Enrichment statistics are based on a contingency table like so:
Gene | ..in term | ..not in term | Total |
---|---|---|---|
..in gene list | 50 | 100 | 150 |
..not in gene list (but in background) | 200 | 15900 | 16100 |
Total | 250 | 16000 | 16250 |
This is based on the 16250 genes that were measured in your experiment.
Note that there might be extra genes that weren’t measured these are excluded from the calculations entirely. E.g. There might have been an extra 5000 terms (some of which might have been annotated with the term of interest), making for 21250 annotated genes.
Link to open toy enrichment calculator.
This calculates enrichment for a single hypothetical genelist (e.g. your RNAseq differentially expressed genelist) against a single hypothetical ’term’ (some set of interesting genes, e.g. synaptic signaling genes).

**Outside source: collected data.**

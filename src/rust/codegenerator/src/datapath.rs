// Copyright 2025 Zurich Instruments AG
// SPDX-License-Identifier: Apache-2.0

//! Datapath coordination: the DSM bit plane, the MUX tables routing
//! instrument result bits into DSM bits, and the PL tables deriving
//! conditional digital outputs from DSM bits.
//!
//! The tables are rendered into their own section, appended to the program
//! after the code section:
//!
//! ```text
//! .DATAPATH
//! [3]             .MUX            0               # feedback mux for 'ro_0'
//! [3]             .SM             S16,I1          # breg 4 (qubit 2)
//! [2]             .PL             0               # conditional gates for 'awg_0'
//! [2]             .COND           0x00000050,UNARY,S16    # group 0
//! .END
//! ```

use std::collections::BTreeMap;

use indexmap::IndexMap;
use q1asm::generator::AsmGenerator;

use crate::condition::{ConditionKind, InstructionCondition};
use crate::{DigOut, Error, Result, Slot};

/// Bit position within the distributed shared memory plane.
pub type SmBit = u32;

/// Size of the DSM plane in bits; `seq_cl_sm`/`seq_in_sm` address it in
/// 32-bit words.
pub const SM_BIT_CNT: SmBit = 1024;
/// Available MUX table entries.
pub const MUX_CNT: usize = 8;
/// Available PL table entries.
pub const PL_CNT: usize = 8;

/// Feedback routing for one group: which DSM bit receives which instrument
/// result bit.
#[derive(Debug, Clone, PartialEq, Eq, Hash)]
pub struct FeedbackInfo {
    pub sm_bit: SmBit,
    pub result_bit: u8,
    pub breg: u32,
    pub qubit: u32,
}

/// Conditional output for one group: condition plus the digital word the PL
/// drives when the condition holds.
#[derive(Debug, Clone, PartialEq, Eq, Hash)]
pub struct CondGateInfo {
    pub condition: InstructionCondition,
    pub group_dig_out: DigOut,
}

/// Keyed by group; `BTreeMap` so iteration (and thus emission and
/// content-addressing) is deterministic.
pub type FeedbackMap = BTreeMap<usize, FeedbackInfo>;
pub type CondGateMap = BTreeMap<usize, CondGateInfo>;

type MuxKey = (usize, Vec<(usize, SmBit, u8)>);
type PlKey = (usize, Vec<(usize, InstructionCondition, DigOut)>);

/// Mutable datapath state of one backend instance.
#[derive(Debug, Default)]
pub struct Datapath {
    section: AsmGenerator,
    sm_bit_by_breg: IndexMap<u32, SmBit>,
    next_sm_bit: SmBit,
    mux_by_content: IndexMap<MuxKey, usize>,
    pl_by_content: IndexMap<PlKey, usize>,
}

impl Datapath {
    pub fn new() -> Self {
        Self::default()
    }

    pub fn program_start(&mut self) {
        self.section.add_directive(".DATAPATH");
    }

    pub fn program_finish(&mut self) {
        self.section.add_directive(".END");
    }

    /// Mirror a code-section comment so both sections can be matched up.
    pub fn comment<S: Into<String>>(&mut self, text: S, verbose: bool) {
        if verbose {
            self.section.add_comment(text);
        }
    }

    /// Rendered datapath section.
    pub fn section(&self) -> String {
        self.section.generate()
    }

    /// DSM bit backing the given bit register, allocating on first use.
    /// Allocation is append-only; a breg keeps its bit for the compile.
    pub fn allocate_sm_bit(&mut self, breg: u32, _instr_idx: usize) -> Result<SmBit> {
        if let Some(sm_bit) = self.sm_bit_by_breg.get(&breg) {
            return Ok(*sm_bit);
        }
        if self.next_sm_bit >= SM_BIT_CNT {
            return Err(Error::user(format!(
                "out of DSM bits: cannot allocate bit for breg {breg} \
                 (plane holds {SM_BIT_CNT} bits)"
            )));
        }
        let sm_bit = self.next_sm_bit;
        self.next_sm_bit += 1;
        self.sm_bit_by_breg.insert(breg, sm_bit);
        Ok(sm_bit)
    }

    /// DSM bit of a previously read-out bit register.
    pub fn sm_bit(&self, breg: u32) -> Result<SmBit> {
        self.sm_bit_by_breg.get(&breg).copied().ok_or_else(|| {
            Error::user(format!(
                "breg {breg} is used before any readout has assigned it a DSM bit"
            ))
        })
    }

    /// MUX entry for a feedback map, reusing identical content.
    pub fn get_or_assign_mux(&mut self, instr_idx: usize, map: &FeedbackMap) -> Result<usize> {
        let key: MuxKey = (
            instr_idx,
            map.iter()
                .map(|(group, fi)| (*group, fi.sm_bit, fi.result_bit))
                .collect(),
        );
        if let Some(mux) = self.mux_by_content.get(&key) {
            return Ok(*mux);
        }
        let mux = self.mux_by_content.len();
        if mux >= MUX_CNT {
            return Err(Error::user(format!(
                "out of datapath MUX entries (limit {MUX_CNT})"
            )));
        }
        self.mux_by_content.insert(key, mux);
        Ok(mux)
    }

    /// Emit the MUX table selecting instrument result bits into DSM bits.
    pub fn emit_mux(
        &mut self,
        mux: usize,
        map: &FeedbackMap,
        instrument_name: &str,
        slot: Slot,
    ) {
        self.section.add_slot_instr(
            slot,
            ".MUX",
            mux.to_string(),
            format!("# feedback mux for '{instrument_name}'"),
        );
        for (group, fi) in map {
            self.section.add_slot_instr(
                slot,
                ".SM",
                format!("S{},I{}", fi.sm_bit, fi.result_bit),
                format!("# group {group}: breg {} (qubit {})", fi.breg, fi.qubit),
            );
        }
    }

    /// PL entry for a conditional-gate map, reusing identical content.
    pub fn get_or_assign_pl(&mut self, instr_idx: usize, map: &CondGateMap) -> Result<usize> {
        let key: PlKey = (
            instr_idx,
            map.iter()
                .map(|(group, cg)| (*group, cg.condition.clone(), cg.group_dig_out))
                .collect(),
        );
        if let Some(pl) = self.pl_by_content.get(&key) {
            return Ok(*pl);
        }
        let pl = self.pl_by_content.len();
        if pl >= PL_CNT {
            return Err(Error::user(format!(
                "out of datapath PL entries (limit {PL_CNT})"
            )));
        }
        self.pl_by_content.insert(key, pl);
        Ok(pl)
    }

    /// Emit the PL table deriving conditional outputs from DSM bits.
    /// Returns the SM word address `seq_out_sm` must read.
    pub fn emit_pl(
        &mut self,
        pl: usize,
        map: &CondGateMap,
        instrument_name: &str,
        slot: Slot,
    ) -> Result<SmBit> {
        self.section.add_slot_instr(
            slot,
            ".PL",
            pl.to_string(),
            format!("# conditional gates for '{instrument_name}'"),
        );
        let mut sm_addr: Option<SmBit> = None;
        for (group, cg) in map {
            let mut operands = format!(
                "0x{:08X},{}",
                cg.group_dig_out,
                kind_name(cg.condition.kind)
            );
            for breg in &cg.condition.operands {
                let sm_bit = self.sm_bit(*breg)?;
                operands.push_str(&format!(",S{sm_bit}"));
                let addr = sm_bit / 32;
                sm_addr = Some(sm_addr.map_or(addr, |a| a.min(addr)));
            }
            self.section
                .add_slot_instr(slot, ".COND", operands, format!("# group {group}"));
        }
        Ok(sm_addr.unwrap_or(0))
    }

    /// SM word address of a feedback transfer (`seq_in_sm`).
    pub fn mux_sm_addr(map: &FeedbackMap) -> SmBit {
        map.values().map(|fi| fi.sm_bit / 32).min().unwrap_or(0)
    }

    /// DSM transfer size class for `seq_in_sm`: 1, 2, 4, 8 or 32 bits.
    pub fn size_tag(bit_cnt: usize) -> u32 {
        match bit_cnt {
            0 | 1 => 0,
            2 => 1,
            3..=4 => 2,
            5..=8 => 3,
            _ => 4,
        }
    }
}

fn kind_name(kind: ConditionKind) -> &'static str {
    match kind {
        ConditionKind::Always => "ALWAYS",
        ConditionKind::Never => "NEVER",
        ConditionKind::Unary => "UNARY",
        ConditionKind::Not => "NOT",
        ConditionKind::And => "AND",
        ConditionKind::Nand => "NAND",
        ConditionKind::Or => "OR",
        ConditionKind::Nor => "NOR",
        ConditionKind::Xor => "XOR",
        ConditionKind::Nxor => "NXOR",
    }
}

It makes a Venn diagram and a wordy description of what is being tested.
You can adjust various factors and see their effect on the enrichment p-values.
Note: This is just a toy calculator for this training, it quite limited. Bonus points if you break it. There are online hypergeometric test or fishers exact test calculators available if you ever need to calculate this directly e.g. : https://keisan.casio.com/exec/system/1180573201
If 24 of the 300 differentially expressed genes are annotated with the 500-gene term of interest.
Is it significant at p=0.05?
What about with a smaller background of 5000 genes (e.g. proteomic datasets)
Or, testing against a smaller database of terms; 2000 terms instead of 10000? With the original 16000 gene background.
19 out of 200 differentially expressed genes (9.5%), need to hit for a 500-gene term (3.1% of all genes) to be significant at (p=0.048). How many hits would be needed for a more specific 30-gene term?